Recommendations from the 53rd GST Council Meeting.2
The 53rd Goods and Services Tax Council (“GST Council”) meeting was held on 22.06.2024. A brief summary of the key recommendations of the GST Council are as follows:
i. A uniform rate of 5% Integrated Goods and Services Tax (“IGST”) has been proposed on imports of parts, components and equipment for aircraft, and the IGST exemption on imports of specified items for defence forces is recommended to be extended for a period for further five years till 30.06.2029. Furthermore, an exemption on compensation cess on imports in Special Economic Zones (“SEZ”) by SEZ units for authorised operations has been proposed. Additionally, exemptions on services provided by special purpose vehicles to the Indian Railways have been recommended. The GST Council has also recommended that the sharing of incentives by the acquiring banks on RuPay Debit Cards and UPI transactions shall not be taxable.

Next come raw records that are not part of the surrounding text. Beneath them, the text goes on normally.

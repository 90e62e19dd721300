//! Search/replace edit envelope extraction.
//!
//! Aider proposes file edits as a three-marker envelope embedded in its
//! conversational output:
//!
//! ```text
//! foo.py
//! <<<<<<< SEARCH
//! old lines
//! =======
//! new lines
//! >>>>>>> REPLACE
//! ```
//!
//! Lines are held while an envelope is open. A complete envelope becomes an
//! [`EditBlock`]; an abandoned one hands its held lines back so the caller can
//! treat them as ordinary message text. Envelopes never span fence boundaries.

use crate::types::EditBlock;

const SEARCH_MARKER: &str = "<<<<<<< SEARCH";
const DIVIDER: &str = "=======";
const REPLACE_MARKER: &str = ">>>>>>> REPLACE";

/// Result of feeding one line to the scanner
#[derive(Debug, Default)]
pub struct ScanOutcome {
    /// Line was absorbed into an open envelope
    pub consumed: bool,
    /// Held lines handed back after an envelope was abandoned
    pub released: Vec<String>,
    /// Completed edit
    pub block: Option<EditBlock>,
}

/// Lines held while a candidate envelope is open
struct Hold {
    in_fence: bool,
    raw: Vec<String>,
    search: Vec<String>,
    replace: Option<Vec<String>>,
}

impl Hold {
    fn new(in_fence: bool, opener: &str) -> Self {
        Self {
            in_fence,
            raw: vec![opener.to_string()],
            search: Vec::new(),
            replace: None,
        }
    }
}

/// Line-oriented scanner for edit envelopes.
///
/// The path of a completed edit is the nearest preceding path-shaped line or
/// fence label; a language label like `python` never overrides it.
pub struct EditScanner {
    path_context: Option<String>,
    hold: Option<Hold>,
}

impl EditScanner {
    pub fn new() -> Self {
        Self {
            path_context: None,
            hold: None,
        }
    }

    /// Record `candidate` as path context when it names a file.
    pub fn observe(&mut self, candidate: &str) {
        if path_like(candidate) {
            self.path_context = Some(candidate.to_string());
        }
    }

    /// Feed one line. `in_fence` marks lines inside a fenced code block;
    /// held lines from inside a fence are never released back (the fence
    /// already keeps them verbatim).
    pub fn push(&mut self, line: &str, in_fence: bool) -> ScanOutcome {
        let trimmed = line.trim();
        let mut outcome = ScanOutcome::default();

        let Some(mut hold) = self.hold.take() else {
            if trimmed == SEARCH_MARKER {
                self.hold = Some(Hold::new(in_fence, line));
                outcome.consumed = true;
            } else {
                self.observe(trimmed);
            }
            return outcome;
        };

        outcome.consumed = true;

        if trimmed == SEARCH_MARKER {
            // A second opener restarts the envelope; the held lines never
            // formed a complete edit.
            if !hold.in_fence {
                outcome.released = hold.raw;
            }
            self.hold = Some(Hold::new(in_fence, line));
            return outcome;
        }

        if trimmed == REPLACE_MARKER {
            match hold.replace {
                Some(replace) => {
                    outcome.block = Some(EditBlock {
                        path: self.path_context.clone().unwrap_or_default(),
                        search: hold.search.join("\n"),
                        replace: replace.join("\n"),
                    });
                }
                None => {
                    // Closer without a divider is not an edit.
                    if !hold.in_fence {
                        hold.raw.push(line.to_string());
                        outcome.released = hold.raw;
                    }
                }
            }
            return outcome;
        }

        if trimmed == DIVIDER && hold.replace.is_none() {
            hold.raw.push(line.to_string());
            hold.replace = Some(Vec::new());
            self.hold = Some(hold);
            return outcome;
        }

        hold.raw.push(line.to_string());
        match hold.replace.as_mut() {
            Some(replace) => replace.push(line.to_string()),
            None => hold.search.push(line.to_string()),
        }
        self.hold = Some(hold);
        outcome
    }

    /// Abandon any open envelope at a fence boundary.
    pub fn fence_boundary(&mut self) -> Vec<String> {
        self.abandon()
    }

    /// Flush at end of input: abandon any open envelope and drop the
    /// path context.
    pub fn finish(&mut self) -> Vec<String> {
        let released = self.abandon();
        self.path_context = None;
        released
    }

    fn abandon(&mut self) -> Vec<String> {
        match self.hold.take() {
            Some(hold) if !hold.in_fence => hold.raw,
            _ => Vec::new(),
        }
    }
}

impl Default for EditScanner {
    fn default() -> Self {
        Self::new()
    }
}

/// A line that plausibly names a file: no whitespace, no colon, and at least
/// one dot or path separator.
fn path_like(line: &str) -> bool {
    !line.is_empty()
        && !line.contains(char::is_whitespace)
        && !line.contains(':')
        && (line.contains('.') || line.contains('/'))
}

ii. GST Council has recommended waiving of interest and penalties for demand notices issued under the Central Goods and Services Tax Act, 2017 for FY 2017-18, 2018- 19 and 2019-20, if the relevant taxpayer pays the entire demand amount by 31.03.2025.
iii. It has been recommended that the pecuniary limits for filing appeals by the department before the GST Appellate Tribunal, High Court and Supreme Court be reduced to Rs. 20 Lakhs, Rs. 1 Crore and Rs. 2 Crores, respectively. The GST Council has proposed that the maximum amount of pre-deposit for filing an appeal with the appellate authority to be reduced from Rs. 25 Crores to Rs. 20 Crores for both Central Goods and Services Tax (“CGST”) and State Goods and Services Tax (“SGST”). Further, the amount of pre-deposit for filing of appeals with the GST Appellate Tribunal has been proposed to be reduced from 20% with a maximum of Rs. 50 Crores to 10% with a maximum of Rs. 20 Crores for both CGST and SGST.
iv. GST Council has also recommended rolling out of biometric and Aadhar-based authentication of registration applicants to combat fraudulent input tax credit claims.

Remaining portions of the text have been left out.